Supplied material START

// ============================================================================
// TESTS
// ============================================================================

#[cfg(test)]
mod tests {
    use super::*;
    use crate::clip::PreparedBoundary;
    use crate::error::GeometryError;
    use std::cell::Cell;

    fn square() -> Polygon {
        Polygon::new(vec![
            Point::new(0.0, 0.0),
            Point::new(10.0, 0.0),
            Point::new(10.0, 10.0),
            Point::new(0.0, 10.0),
        ])
    }

    /// U shape opening upward.
    fn u_shape() -> Polygon {
        Polygon::new(vec![
            Point::new(0.0, 0.0),
            Point::new(30.0, 0.0),
            Point::new(30.0, 30.0),
            Point::new(20.0, 30.0),
            Point::new(20.0, 8.0),
            Point::new(10.0, 8.0),
            Point::new(10.0, 30.0),
            Point::new(0.0, 30.0),
        ])
    }

    /// A concave, irregular outline in projected-coordinate range.
    fn district() -> Polygon {
        let (ox, oy) = (502_345.0, 3_342_110.0);
        Polygon::new(
            [
                (0.0, 0.0),
                (9_200.0, -1_300.0),
                (12_800.0, 3_900.0),
                (8_100.0, 6_200.0),
                (10_400.0, 11_700.0),
                (3_300.0, 9_800.0),
                (-2_100.0, 12_300.0),
                (-4_400.0, 5_600.0),
            ]
            .iter()
            .map(|(x, y)| Point::new(ox + x, oy + y))
            .collect(),
        )
    }

    fn params(radius: f64, k: u32, theta: f64) -> TilingParams {
        TilingParams::new(radius, k, theta).unwrap()
    }

    fn assert_covers(boundary: &Polygon, result: &FillResult) {
        let rel = (result.total_area() - boundary.area()).abs() / boundary.area();
        assert!(
            rel < 1e-6,
            "pieces cover {} of boundary area {}",
            result.total_area(),
            boundary.area()
        );
    }

    fn assert_contained(boundary: &Polygon, result: &FillResult) {
        let engine = GeoEngine;
        let prepared = engine.prepare(boundary).unwrap();
        for piece in result.polygons() {
            let inside: f64 = engine
                .intersection(&prepared, piece)
                .unwrap()
                .iter()
                .map(Polygon::area)
                .sum();
            assert!((inside - piece.area()).abs() <= 1e-6 * piece.area().max(1.0));
        }
    }

    #[test]
    fn square_boundary_square_tiles() {
        let result = fill_boundary(&square(), Point::new(5.0, 5.0), params(2.0, 4, 0.0)).unwrap();
        assert!(!result.is_empty());
        assert_contained(&square(), &result);

        // The first piece is the start tile: a diamond of side 2·√2 around (5, 5).
        let first = &result.pieces[0].polygon;
        assert_eq!(first.len(), 4);
        let side = first.outer[0].distance(first.outer[1]);
        assert!((side - 2.0 * 2.0_f64.sqrt()).abs() < 1e-9, "side = {side}");
        let c = first.centroid().unwrap();
        assert!(c.distance(Point::new(5.0, 5.0)) < 1e-9);
        assert_eq!(result.pieces[0].tile, TileId::of(Point::new(5.0, 5.0)));
    }

    #[test]
    fn fill_covers_boundary_for_every_side_count() {
        for k in [3, 4, 6] {
            for theta in [0.0, 17.0, 45.0] {
                let result = fill_boundary(&square(), Point::new(5.0, 5.0), params(1.3, k, theta)).unwrap();
                assert_covers(&square(), &result);
                assert_contained(&square(), &result);
            }
        }
    }

    #[test]
    fn concave_boundary_splits_tiles() {
        let boundary = u_shape();
        // The start hexagon sits above the bottom of the U and is wider than
        // the gap, so it is cut into one piece per prong.
        let result = fill_boundary(&boundary, Point::new(15.0, 20.0), params(7.0, 6, 0.0)).unwrap();
        assert_covers(&boundary, &result);
        assert!(result.stats.pieces > result.stats.clipped_tiles);
        assert_eq!(result.pieces[0].tile, result.pieces[1].tile);
    }

    #[test]
    fn projected_scale_district_is_covered() {
        let boundary = district();
        let anchor = boundary.centroid().unwrap();
        for k in [3, 4, 6] {
            let result = fill_boundary(&boundary, anchor, params(1000.0, k, 0.0)).unwrap();
            assert_covers(&boundary, &result);
        }
    }

    #[test]
    fn dense_projected_fill_has_one_id_per_cell() {
        // 8 km square, r = 37: thousands of hexagons far from the origin.
        let (ox, oy) = (512_345.678, 3_342_110.123);
        let side = 8_000.0;
        let boundary = Polygon::new(vec![
            Point::new(ox, oy),
            Point::new(ox + side, oy),
            Point::new(ox + side, oy + side),
            Point::new(ox, oy + side),
        ]);
        let anchor = Point::new(ox + side / 2.0, oy + side / 2.0);
        let result = fill_boundary(&boundary, anchor, params(37.0, 6, 13.0)).unwrap();
        assert!(result.stats.clipped_tiles > 10_000);
        assert_covers(&boundary, &result);

        // Ids one quantum apart would be the same cell reached twice.
        let ids: HashSet<TileId> = result.pieces.iter().map(|p| p.tile).collect();
        assert_eq!(ids.len(), result.stats.clipped_tiles);
        for id in &ids {
            for dx in -1..=1 {
                for dy in -1..=1 {
                    if dx == 0 && dy == 0 {
                        continue;
                    }
                    let near = TileId { x: id.x + dx, y: id.y + dy };
                    assert!(!ids.contains(&near), "tile {id} duplicated as {near}");
                }
            }
        }
    }

    #[test]
    fn repeated_and_closing_vertices_are_accepted() {
        let repeated = Polygon::new(vec![
            Point::new(0.0, 0.0),
            Point::new(10.0, 0.0),
            Point::new(10.0, 0.0),
            Point::new(10.0, 10.0),
            Point::new(0.0, 10.0),
        ]);
        let closed = Polygon::new(vec![
            Point::new(0.0, 0.0),
            Point::new(10.0, 0.0),
            Point::new(10.0, 10.0),
            Point::new(0.0, 10.0),
            Point::new(0.0, 0.0),
        ]);
        for boundary in [repeated, closed] {
            let result = fill_boundary(&boundary, Point::new(5.0, 5.0), params(1.3, 6, 0.0)).unwrap();
            assert_covers(&square(), &result);
        }
    }

    #[test]
    fn each_tile_is_clipped_once() {
        let boundary = u_shape();
        let result = fill_boundary(&boundary, Point::new(5.0, 5.0), params(2.5, 6, 0.0)).unwrap();

        // Pieces of one tile are contiguous, and no tile shows up in two runs.
        let mut seen = HashSet::new();
        let mut previous: Option<TileId> = None;
        for piece in &result.pieces {
            if previous != Some(piece.tile) {
                assert!(seen.insert(piece.tile), "tile {} clipped twice", piece.tile);
            }
            previous = Some(piece.tile);
        }
        assert_eq!(seen.len(), result.stats.clipped_tiles);
        assert_eq!(result.stats.pieces, result.len());
    }

    #[test]
    fn fill_is_deterministic() {
        let filler = BoundaryFiller::from_centroid(district()).with_params(params(800.0, 6, 10.0));
        let a = filler.fill().unwrap();
        let b = filler.fill().unwrap();
        assert_eq!(a, b);
    }

    #[test]
    fn degenerate_boundaries_give_empty_results() {
        let point = Polygon::new(vec![Point::new(1.0, 1.0)]);
        let line = Polygon::new(vec![Point::new(0.0, 0.0), Point::new(5.0, 5.0), Point::new(10.0, 10.0)]);
        for boundary in [point, line, Polygon::default()] {
            for k in [3, 4, 6] {
                let result = fill_boundary(&boundary, Point::new(1.0, 1.0), params(1.0, k, 0.0)).unwrap();
                assert!(result.is_empty());
            }
        }
    }

    #[test]
    fn anchor_far_outside_gives_empty_result() {
        let result = fill_boundary(&square(), Point::new(100.0, 100.0), params(1.0, 4, 0.0)).unwrap();
        assert!(result.is_empty());
        assert_eq!(result.stats.visited, 5);
        assert_eq!(result.stats.rejected, 4);
    }

    #[test]
    fn anchor_just_outside_still_reaches_the_boundary() {
        // The start tile misses, but one of its neighbors overlaps the square.
        let result = fill_boundary(&square(), Point::new(11.5, 5.0), params(1.0, 4, 45.0)).unwrap();
        assert_covers(&square(), &result);
    }

    #[test]
    fn fill_without_params_is_not_configured() {
        let filler = BoundaryFiller::new(square(), Point::new(5.0, 5.0));
        assert_eq!(filler.fill(), Err(FillError::NotConfigured));
    }

    #[test]
    fn self_intersecting_boundary_aborts() {
        // Lopsided so the signed area is non-zero.
        let bowtie = Polygon::new(vec![
            Point::new(0.0, 0.0),
            Point::new(10.0, 10.0),
            Point::new(10.0, 0.0),
            Point::new(0.0, 4.0),
        ]);
        let err = fill_boundary(&bowtie, Point::new(5.0, 5.0), params(1.0, 4, 0.0)).unwrap_err();
        assert!(matches!(err, FillError::Geometry(GeometryError::SelfIntersecting { .. })));
    }

    #[test]
    fn cancelled_fill_stops_before_first_pop() {
        let cancel = AtomicBool::new(true);
        let filler = BoundaryFiller::new(square(), Point::new(5.0, 5.0)).with_params(params(1.0, 6, 0.0));
        assert_eq!(filler.fill_with_cancel(&cancel), Err(FillError::Cancelled { visited: 1 }));

        cancel.store(false, Ordering::Relaxed);
        assert!(filler.fill_with_cancel(&cancel).is_ok());
    }

    /// Delegates to GeoEngine but fails after a fixed number of clips.
    struct FlakyEngine {
        remaining: Cell<usize>,
    }

    impl GeometryEngine for FlakyEngine {
        type Prepared = PreparedBoundary;

        fn prepare(&self, boundary: &Polygon) -> std::result::Result<PreparedBoundary, GeometryError> {
            GeoEngine.prepare(boundary)
        }

        fn intersection(
            &self,
            boundary: &PreparedBoundary,
            tile: &Polygon,
        ) -> std::result::Result<Vec<Polygon>, GeometryError> {
            if self.remaining.get() == 0 {
                return Err(GeometryError::Engine("out of budget".to_string()));
            }
            self.remaining.set(self.remaining.get() - 1);
            GeoEngine.intersection(boundary, tile)
        }
    }

    #[test]
    fn engine_errors_propagate() {
        let filler = BoundaryFiller::new(square(), Point::new(5.0, 5.0))
            .with_params(params(1.0, 4, 0.0))
            .with_engine(FlakyEngine { remaining: Cell::new(3) });
        assert_eq!(
            filler.fill(),
            Err(FillError::Geometry(GeometryError::Engine("out of budget".to_string())))
        );
    }
}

Supplied material END

# What you will do
Search the records for the word "theta", then list every line that has it.

# Finished task
    fn params(radius: f64, k: u32, theta: f64) -> TilingParams {
        TilingParams::new(radius, k, theta).unwrap()
            for theta in [0.0, 17.0, 45.0] {
                let result = fill_boundary(&square(), Point::new(5.0, 5.0), params(1.3, k, theta)).unwrap();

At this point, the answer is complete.